What you should do
Both the line containing "the async side" and the line containing "fn init(conn: Connection)" belong to the span. Output exactly that span from the listing below, and nothing outside it.

Source material
▼▼▼

pub mod migrations;
pub mod models;
pub mod queries;
pub mod repo;

pub use repo::{PostFilter, Repository, UsernameTaken};

use anyhow::Result;
use rusqlite::Connection;
use std::path::Path;
use std::sync::Mutex;
use tracing::info;

/// SQLite-backed store. A single connection guarded by a mutex; callers on
/// the async side go through `spawn_blocking`.
pub struct Database {
    conn: Mutex<Connection>,
}

impl Database {
    pub fn open(path: &Path) -> Result<Self> {
        let conn = Connection::open(path)?;

        // WAL mode for concurrent readers from other processes
        conn.pragma_update(None, "journal_mode", "WAL")?;
        let db = Self::init(conn)?;

        info!("Database opened at {}", path.display());
        Ok(db)
    }

    /// Fresh private database, used by tests and throwaway runs.
    pub fn open_in_memory() -> Result<Self> {
        Self::init(Connection::open_in_memory()?)
    }

    fn init(conn: Connection) -> Result<Self> {
        // Cascades and SET NULL rules depend on this
        conn.pragma_update(None, "foreign_keys", "ON")?;
        migrations::run(&conn)?;
        Ok(Self {
            conn: Mutex::new(conn),
        })
    }

    pub fn with_conn<F, T>(&self, f: F) -> Result<T>
    where
        F: FnOnce(&Connection) -> Result<T>,
    {
        let conn = self.conn.lock().map_err(|e| anyhow::anyhow!("DB lock poisoned: {}", e))?;
        f(&conn)
    }

    /// Same lock as `with_conn`, but hands out `&mut` for transactions.
    pub fn with_conn_mut<F, T>(&self, f: F) -> Result<T>
    where
        F: FnOnce(&mut Connection) -> Result<T>,
    {
        let mut conn = self.conn.lock().map_err(|e| anyhow::anyhow!("DB lock poisoned: {}", e))?;
        f(&mut conn)
    }
}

▲▲▲

Exercise result
/// the async side go through `spawn_blocking`.
pub struct Database {
    conn: Mutex<Connection>,
}

impl Database {
    pub fn open(path: &Path) -> Result<Self> {
        let conn = Connection::open(path)?;

        // WAL mode for concurrent readers from other processes
        conn.pragma_update(None, "journal_mode", "WAL")?;
        let db = Self::init(conn)?;

        info!("Database opened at {}", path.display());
        Ok(db)
    }

    /// Fresh private database, used by tests and throwaway runs.
    pub fn open_in_memory() -> Result<Self> {
        Self::init(Connection::open_in_memory()?)
    }

    fn init(conn: Connection) -> Result<Self> {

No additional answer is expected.